Workplace Learning Today pointed me to a post Ten Common Phrases That Could Soon Be History. I use similar kinds of examples in my presentations (and posts such as Work Skills Keeping Up?). I thought it might be fun for me to catalog some of the ones that I’ve used in my presentations and other places as well as have this ready for future presentations.
So here is a list of technologies that:
- Boomers – used
- Gen X – know what it is (probably)
- Millenial – never used / likely don’t know what it is
If you are a Boomer or an older Gen X, this list is sure to make you feel a bit old.
Pay Phones – Collect Calls
- Where’s the nearest pay phone?
- Call me collect?
Typewriter / Ribbon / Correcting Ribbon
"You need to mute your sound"
Records / Phonographs
- Sounds like a broken record
- Skipping
- Needle
Cassette Drive
Floppy Disk / Floppy Drive
- Dual floppy drive
- Word Star
- Word Perfect
Punch Card
Card Catalog
Microfiche Reader
Rabbit Ears
Overhead Projector
Rolodex
Inbox / Outbox
What we did before email …
“Pen Pals”
“Walkman”
“Carbon Copy” or even “BCC”
What did I miss?
12 comments:
A few of my favorites:
dial 555-1212
Kodachrome(tm) (and maybe "F-stop" and "shutter speed")
clipboard (as a physical thing)
BBS
Tony - what a fun list! I am definitely old. At the end you mentioned carbon copy and it reminded my of the old carbon paper.
My mother would type on carbon paper in order to have an original and ONE other copy. (Sounds pretty funny now). No matter how hard I tried, whenever I separated the two sheets in order to dispose of the carbon sheet in the middle, it ended up getting all over my fingers and hands, so that the rest of the day I left purple fingerprints on everything.
Thanks for the fun memories.
Record player. The day I felt old was the day I had a student with a 33 1/3 RPM vinyl disc in her hand (Beethoven, I think) asking me "How do I work this thing?"
Filmstrip. (remember those?)
Slides (in context other than PowerPoint)
Great suggestions!
I told someone the other day that twitter chats feel like a BBS. I had a hard time explaining what a BBS was. :)
JohnZ - exactly on the carbon paper!
Wendy - great stuff!
"check" (or "cheque"): I understand the UK Payments Council has decided that the UK will stop clearing cheques 31 October 2018, after what will be 360 years of cheques in Britain.

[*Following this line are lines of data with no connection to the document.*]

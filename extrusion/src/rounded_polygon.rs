use arrayvec::ArrayVec;
use tracery_geom::math::{Point, Vector};
use tracery_geom::{Circle, LineSegment};

/// An arc component of a `RoundedPolygon` boundary: the portion of
/// `circle` between `start_unit_vector` and `end_unit_vector`, traversed
/// counter-clockwise.
///
/// The endpoints are unit vectors rather than angles to avoid repeated
/// trigonometry during containment queries.
#[derive(Copy, Clone, Debug)]
pub struct Arc {
    pub circle: Circle,
    pub start_unit_vector: Vector,
    pub end_unit_vector: Vector,
}

/// A polygon-like shape with rounded corners of possibly different radii.
///
/// Defined by two or more circles connected, in order, by their
/// right-side exterior tangents; the boundary alternates circular arcs
/// (possibly degenerate) with straight segments. Built for constraining
/// tip shapes, which never produces a self-intersecting boundary, so
/// self-intersections are neither detected nor handled here.
#[derive(Clone, Debug)]
pub struct RoundedPolygon {
    // Segment components are implicit: each spans the end of one arc to
    // the start of the next. Capacity fits the join of two tip shapes,
    // four circles each.
    arcs: ArrayVec<[Arc; 8]>,
}

impl RoundedPolygon {
    /// Builds the polygon from `circles`, which must number at least two;
    /// no circle may contain its cyclic neighbor.
    pub fn new(circles: &[Circle]) -> RoundedPolygon {
        assert!(circles.len() > 1, "rounded polygon needs at least 2 circles");

        let first = &circles[0];
        let last = &circles[circles.len() - 1];
        let last_to_first_angle = last.guaranteed_right_tangent_angle(first);

        let mut arcs = ArrayVec::new();
        let mut incoming_angle = last_to_first_angle;
        for pair in circles.windows(2) {
            let outgoing_angle = pair[0].guaranteed_right_tangent_angle(&pair[1]);
            arcs.push(Arc {
                circle: pair[0],
                start_unit_vector: unit_from_angle(incoming_angle),
                end_unit_vector: unit_from_angle(outgoing_angle),
            });
            incoming_angle = outgoing_angle;
        }
        arcs.push(Arc {
            circle: *last,
            start_unit_vector: unit_from_angle(incoming_angle),
            end_unit_vector: unit_from_angle(last_to_first_angle),
        });

        RoundedPolygon { arcs }
    }

    pub fn arcs(&self) -> &[Arc] {
        &self.arcs
    }

    /// The boundary segment connecting the arc at `index` to the next.
    pub fn segment(&self, index: usize) -> LineSegment {
        let first = &self.arcs[index];
        let second = &self.arcs[(index + 1) % self.arcs.len()];
        LineSegment::new(
            first.circle.center() + first.end_unit_vector * first.circle.radius(),
            second.circle.center() + second.start_unit_vector * second.circle.radius(),
        )
    }

    /// Returns true if `circle` is inside the polygon, touching the
    /// boundary included.
    ///
    /// The circle is contained iff its radius plus the signed distance
    /// from its center to the boundary is at most zero.
    pub fn contains_circle(&self, circle: &Circle) -> bool {
        for i in 0..self.arcs.len() {
            if let Some(d) = signed_distance_to_arc(&self.arcs[i], circle.center()) {
                if d > -circle.radius() {
                    return false;
                }
            }
            if let Some(d) = signed_distance_to_segment(&self.segment(i), circle.center()) {
                if d > -circle.radius() {
                    return false;
                }
            }
        }
        true
    }
}

fn unit_from_angle(angle: tracery_geom::math::Angle) -> Vector {
    let (sin, cos) = angle.radians.sin_cos();
    Vector::new(cos, sin)
}

// Signed distance from `point` to `arc` when `point` lies between the
// rays from the arc's center through its start and end vectors; `None`
// otherwise, since the arc then does not contribute to the distance to
// the boundary. A near-zero start/end determinant means the vectors are
// either nearly parallel — no arc, which also covers the nominal full
// loop produced by floating-point precision loss — or nearly
// antiparallel: a half-turn cap, whose sector is the half-plane left of
// the start vector. Equal-radius circle pairs produce exact half-turn
// caps, so the antiparallel case cannot be folded into "no arc" without
// leaving the caps unbounded.
fn signed_distance_to_arc(arc: &Arc, point: Point) -> Option<f32> {
    let center_to_point = point - arc.circle.center();
    let arc_vector_det = arc.start_unit_vector.cross(arc.end_unit_vector);
    if arc_vector_det.abs() < 5e-6 {
        if arc.start_unit_vector.dot(arc.end_unit_vector) > 0.0 {
            return None;
        }
        // A half-turn arc (stadium cap): its sector is the half-plane to
        // the left of the start vector.
        if arc.start_unit_vector.cross(center_to_point) < 0.0 {
            return None;
        }
        return Some(center_to_point.length() - arc.circle.radius());
    }
    if arc_vector_det < 0.0 {
        // Major arc: the point is inside the span unless it is both left
        // of the start vector and right of the end vector.
        if arc.start_unit_vector.cross(center_to_point) < 0.0
            && arc.end_unit_vector.cross(center_to_point) > 0.0
        {
            return None;
        }
    } else {
        // Minor arc: the point must be left of the start vector and
        // right of the end vector.
        if arc.start_unit_vector.cross(center_to_point) < 0.0
            || arc.end_unit_vector.cross(center_to_point) > 0.0
        {
            return None;
        }
    }
    Some(center_to_point.length() - arc.circle.radius())
}

// Signed distance from `point` to `segment` when the projection of the
// point lies within the segment; `None` otherwise.
fn signed_distance_to_segment(segment: &LineSegment, point: Point) -> Option<f32> {
    let projection = segment.project(point)?;
    if !(0.0..=1.0).contains(&projection) {
        return None;
    }
    Some(-segment.to_vector().cross(point - segment.from) / segment.length())
}

#[cfg(test)]
mod tests {
    use super::*;
    use tracery_geom::math::point;

    fn stadium() -> RoundedPolygon {
        RoundedPolygon::new(&[
            Circle::new(point(-2.0, 0.0), 1.0),
            Circle::new(point(2.0, 0.0), 1.0),
        ])
    }

    #[test]
    fn arc_count_matches_circles() {
        let polygon = stadium();
        assert_eq!(polygon.arcs().len(), 2);
    }

    #[test]
    fn contains_circles_inside() {
        let polygon = stadium();
        assert!(polygon.contains_circle(&Circle::new(point(0.0, 0.0), 1.0)));
        assert!(polygon.contains_circle(&Circle::new(point(2.0, 0.0), 1.0)));
        assert!(polygon.contains_circle(&Circle::new(point(1.0, 0.5), 0.5)));
    }

    #[test]
    fn rejects_circles_outside_or_overlapping() {
        let polygon = stadium();
        assert!(!polygon.contains_circle(&Circle::new(point(0.0, 3.0), 1.0)));
        assert!(!polygon.contains_circle(&Circle::new(point(0.0, 0.5), 1.0)));
        assert!(!polygon.contains_circle(&Circle::new(point(3.5, 0.0), 0.25)));
    }

    #[test]
    fn half_turn_caps_bound_the_shape() {
        // The caps of a stadium are exact half-turn arcs (antiparallel
        // start and end vectors); circles beyond them project outside
        // both connecting segments, so only the caps can reject them.
        let polygon = stadium();
        assert!(!polygon.contains_circle(&Circle::new(point(4.0, 0.0), 0.5)));
        assert!(!polygon.contains_circle(&Circle::new(point(-3.75, 0.0), 0.25)));
        assert!(polygon.contains_circle(&Circle::new(point(2.5, 0.0), 0.25)));
    }

    #[test]
    fn quad_of_points_contains_boundary_touching_circle() {
        let polygon = RoundedPolygon::new(&[
            Circle::new(point(0.0, 0.0), 0.0),
            Circle::new(point(4.0, 0.0), 0.0),
            Circle::new(point(4.0, 4.0), 0.0),
            Circle::new(point(0.0, 4.0), 0.0),
        ]);
        assert!(polygon.contains_circle(&Circle::new(point(2.0, 2.0), 2.0)));
        assert!(!polygon.contains_circle(&Circle::new(point(2.0, 2.0), 2.5)));
    }
}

I blew it. I should have started with "ditto, Tony"...
Actually, we still use rabbit ears, so my children do know what they are.
However, what about mimiograph? (the purple print)
Wordix and Edix?
Adding machine? (I remember when the "calculators" came out and everyone was able to have an adding machine)
Slide rule (I was just young enough that I never had to learn how to use one, but my sisters did and my father couldn't survive without one)
I'm surprised you didn't mention the 8 track tape (maybe the blip on time that it was actually available was before your time).
Transistor radios (small portable radios!)
The computer console which stood outside of the computer room. When I was in college, we had the state of the art computer where we didn't have to use the cards! You sat at the consoles, then went to get the pages of print out of your coding.
My husband did have to use the punch cards and spoke of the day that he dropped them just as he got to the computer (all hundred cards!) Of course, for the younger generation, there is no humor in this, but for those who used punch cards, I hear a collective groan out in cyberspace.
computer punch tape
(OMG, I can smell the mimeograph smell in my memory)
A dime i your loafers for an "emergency phone call home" if you needed it
Paper address books
Recipe cards
Dodge and Burn from darkroom days (still exists in today's Photoshop tools).
Apple Newton original PDA (ahead of its time).
The concept of a kilobyte meaning anything.
The term "desktop publishing".
Thermofax overhead slides by 3M.
Wax stencils for handouts.
Kia ora e Tony
A Happy New Year!
This is a good list.
It represents part of the history of what led to the present technologies. We could make another list of these and within the next decade or so be scoffing and sniggering at them and those of us (ourselves presumably) who still use them or speak of them as we do today.
It is purely attitudinal, of course. I think it is a pity that these developments are not actually revered the way they perhaps should be, as what possibly led to greater things, rather than scorned at or laughed at - as they are so often - as things of the past that society should be ashamed of.
The age when 'being old' is respected and revered for what it can bring or has brought uniquely to society has faded away.
RangimÄrie
Thanks for all the input on this. Sorry for my slow response.
Ken - great point about loss of respect for knowing about these things.
Yonkers said Transistor radios.
What about valve radios. Anybody seen one? I still had one at my dad's place till a few years back, going strong.